**Problem description**
The output must be the data, printed exactly as written.

Stored data entries

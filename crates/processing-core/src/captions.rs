//! Caption segmentation.
//!
//! Turns absolute word timings into short, clip-relative caption chunks:
//!
//! 1. Keep words that partially overlap the clip window.
//! 2. Clamp each word into the window and shift it to clip-relative time,
//!    dropping words left with an empty interval.
//! 3. Group consecutive survivors into chunks of at most `chunk_size` words.
//! 4. Stretch chunks shorter than the minimum display duration, never past
//!    the end of the clip.
//!
//! Segmentation is lazy and allocation-light; [`CaptionChunks`] is `Clone`,
//! so a caller can restart iteration from the beginning at any time.

use reelcut_clip_model::caption::CaptionChunk;
use reelcut_clip_model::segment::ClipWindow;
use reelcut_clip_model::transcript::WordTiming;
use reelcut_common::config::CaptionConfig;

/// Parameters for caption chunking.
#[derive(Debug, Clone, Copy, PartialEq)]
pub struct SegmenterConfig {
    /// Maximum words per chunk. Zero is treated as one.
    pub chunk_size: usize,

    /// Minimum on-screen time for a chunk, in seconds.
    pub min_duration_secs: f64,
}

impl Default for SegmenterConfig {
    fn default() -> Self {
        Self {
            chunk_size: 4,
            min_duration_secs: 0.1,
        }
    }
}

impl From<&CaptionConfig> for SegmenterConfig {
    fn from(config: &CaptionConfig) -> Self {
        Self {
            chunk_size: config.chunk_size,
            min_duration_secs: config.min_duration_secs,
        }
    }
}

/// A word after clamping, in clip-relative seconds.
#[derive(Debug, Clone, Copy)]
struct ClippedWord<'a> {
    text: &'a str,
    start: f64,
    end: f64,
}

/// Lazy iterator over the caption chunks of one clip.
#[derive(Debug, Clone)]
pub struct CaptionChunks<'a> {
    words: std::slice::Iter<'a, WordTiming>,
    window: ClipWindow,
    chunk_size: usize,
    min_duration_secs: f64,
}

impl<'a> CaptionChunks<'a> {
    fn next_word(&mut self) -> Option<ClippedWord<'a>> {
        for word in self.words.by_ref() {
            if !word.overlaps(&self.window) {
                continue;
            }
            let start = self.window.to_relative(word.start);
            let end = self.window.to_relative(word.end);
            if end > start {
                return Some(ClippedWord {
                    text: word.word.trim(),
                    start,
                    end,
                });
            }
        }
        None
    }
}

impl Iterator for CaptionChunks<'_> {
    type Item = CaptionChunk;

    fn next(&mut self) -> Option<CaptionChunk> {
        let first = self.next_word()?;
        let mut text = String::from(first.text);
        let mut last_end = first.end;
        let mut widest_end = first.end;
        let mut word_count = 1;

        while word_count < self.chunk_size {
            let Some(word) = self.next_word() else {
                break;
            };
            if !word.text.is_empty() {
                if !text.is_empty() {
                    text.push(' ');
                }
                text.push_str(word.text);
            }
            last_end = word.end;
            widest_end = widest_end.max(word.end);
            word_count += 1;
        }

        let duration = self.window.duration();
        let relative_start = first.start;
        let mut relative_end = last_end;
        if relative_end - relative_start < self.min_duration_secs {
            relative_end = (relative_start + self.min_duration_secs).min(duration);
        }
        // Out-of-order input can leave the last word ending before the first
        // one started.
        if relative_end <= relative_start {
            relative_end = widest_end;
        }

        Some(CaptionChunk {
            text,
            relative_start,
            relative_end,
            word_count,
        })
    }
}

/// Segment `words` into caption chunks for `window`.
///
/// `words` should be ordered by start time, as produced by
/// [`Transcript`](reelcut_clip_model::transcript::Transcript).
pub fn caption_chunks<'a>(
    words: &'a [WordTiming],
    window: ClipWindow,
    config: &SegmenterConfig,
) -> CaptionChunks<'a> {
    CaptionChunks {
        words: words.iter(),
        window,
        chunk_size: config.chunk_size.max(1),
        min_duration_secs: if config.min_duration_secs.is_finite() {
            config.min_duration_secs.max(0.0)
        } else {
            0.0
        },
    }
}

/// Collect every caption chunk for `window`.
pub fn segment_captions(
    words: &[WordTiming],
    window: ClipWindow,
    config: &SegmenterConfig,
) -> Vec<CaptionChunk> {
    let chunks: Vec<CaptionChunk> = caption_chunks(words, window, config).collect();
    tracing::debug!(
        clip_start = window.start(),
        clip_end = window.end(),
        chunks = chunks.len(),
        "Segmented captions"
    );
    chunks
}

**Exercise response**
filename crates/processing-core/src/captions.rs
//! Caption segmentation.
//!
//! Turns absolute word timings into short, clip-relative caption chunks:
//!
//! 1. Keep words that partially overlap the clip window.
//! 2. Clamp each word into the window and shift it to clip-relative time,
//!    dropping words left with an empty interval.
//! 3. Group consecutive survivors into chunks of at most `chunk_size` words.
//! 4. Stretch chunks shorter than the minimum display duration, never past
//!    the end of the clip.
//!
//! Segmentation is lazy and allocation-light; [`CaptionChunks`] is `Clone`,
//! so a caller can restart iteration from the beginning at any time.

use reelcut_clip_model::caption::CaptionChunk;
use reelcut_clip_model::segment::ClipWindow;
use reelcut_clip_model::transcript::WordTiming;
use reelcut_common::config::CaptionConfig;

/// Parameters for caption chunking.
#[derive(Debug, Clone, Copy, PartialEq)]
pub struct SegmenterConfig {
    /// Maximum words per chunk. Zero is treated as one.
    pub chunk_size: usize,

    /// Minimum on-screen time for a chunk, in seconds.
    pub min_duration_secs: f64,
}

impl Default for SegmenterConfig {
    fn default() -> Self {
        Self {
            chunk_size: 4,
            min_duration_secs: 0.1,
        }
    }
}

impl From<&CaptionConfig> for SegmenterConfig {
    fn from(config: &CaptionConfig) -> Self {
        Self {
            chunk_size: config.chunk_size,
            min_duration_secs: config.min_duration_secs,
        }
    }
}

/// A word after clamping, in clip-relative seconds.
#[derive(Debug, Clone, Copy)]
struct ClippedWord<'a> {
    text: &'a str,
    start: f64,
    end: f64,
}

/// Lazy iterator over the caption chunks of one clip.
#[derive(Debug, Clone)]
pub struct CaptionChunks<'a> {
    words: std::slice::Iter<'a, WordTiming>,
    window: ClipWindow,
    chunk_size: usize,
    min_duration_secs: f64,
}

impl<'a> CaptionChunks<'a> {
    fn next_word(&mut self) -> Option<ClippedWord<'a>> {
        for word in self.words.by_ref() {
            if !word.overlaps(&self.window) {
                continue;
            }
            let start = self.window.to_relative(word.start);
            let end = self.window.to_relative(word.end);
            if end > start {
                return Some(ClippedWord {
                    text: word.word.trim(),
                    start,
                    end,
                });
            }
        }
        None
    }
}

impl Iterator for CaptionChunks<'_> {
    type Item = CaptionChunk;

    fn next(&mut self) -> Option<CaptionChunk> {
        let first = self.next_word()?;
        let mut text = String::from(first.text);
        let mut last_end = first.end;
        let mut widest_end = first.end;
        let mut word_count = 1;

        while word_count < self.chunk_size {
            let Some(word) = self.next_word() else {
                break;
            };
            if !word.text.is_empty() {
                if !text.is_empty() {
                    text.push(' ');
                }
                text.push_str(word.text);
            }
            last_end = word.end;
            widest_end = widest_end.max(word.end);
            word_count += 1;
        }

        let duration = self.window.duration();
        let relative_start = first.start;
        let mut relative_end = last_end;
        if relative_end - relative_start < self.min_duration_secs {
            relative_end = (relative_start + self.min_duration_secs).min(duration);
        }
        // Out-of-order input can leave the last word ending before the first
        // one started.
        if relative_end <= relative_start {
            relative_end = widest_end;
        }

        Some(CaptionChunk {
            text,
            relative_start,
            relative_end,
            word_count,
        })
    }
}

/// Segment `words` into caption chunks for `window`.
///
/// `words` should be ordered by start time, as produced by
/// [`Transcript`](reelcut_clip_model::transcript::Transcript).
pub fn caption_chunks<'a>(
    words: &'a [WordTiming],
    window: ClipWindow,
    config: &SegmenterConfig,
) -> CaptionChunks<'a> {
    CaptionChunks {
        words: words.iter(),
        window,
        chunk_size: config.chunk_size.max(1),
        min_duration_secs: if config.min_duration_secs.is_finite() {
            config.min_duration_secs.max(0.0)
        } else {
            0.0
        },
    }
}

/// Collect every caption chunk for `window`.
pub fn segment_captions(
    words: &[WordTiming],
    window: ClipWindow,
    config: &SegmenterConfig,
) -> Vec<CaptionChunk> {
    let chunks: Vec<CaptionChunk> = caption_chunks(words, window, config).collect();
    tracing::debug!(
        clip_start = window.start(),
        clip_end = window.end(),
        chunks = chunks.len(),
        "Segmented captions"
    );
    chunks
}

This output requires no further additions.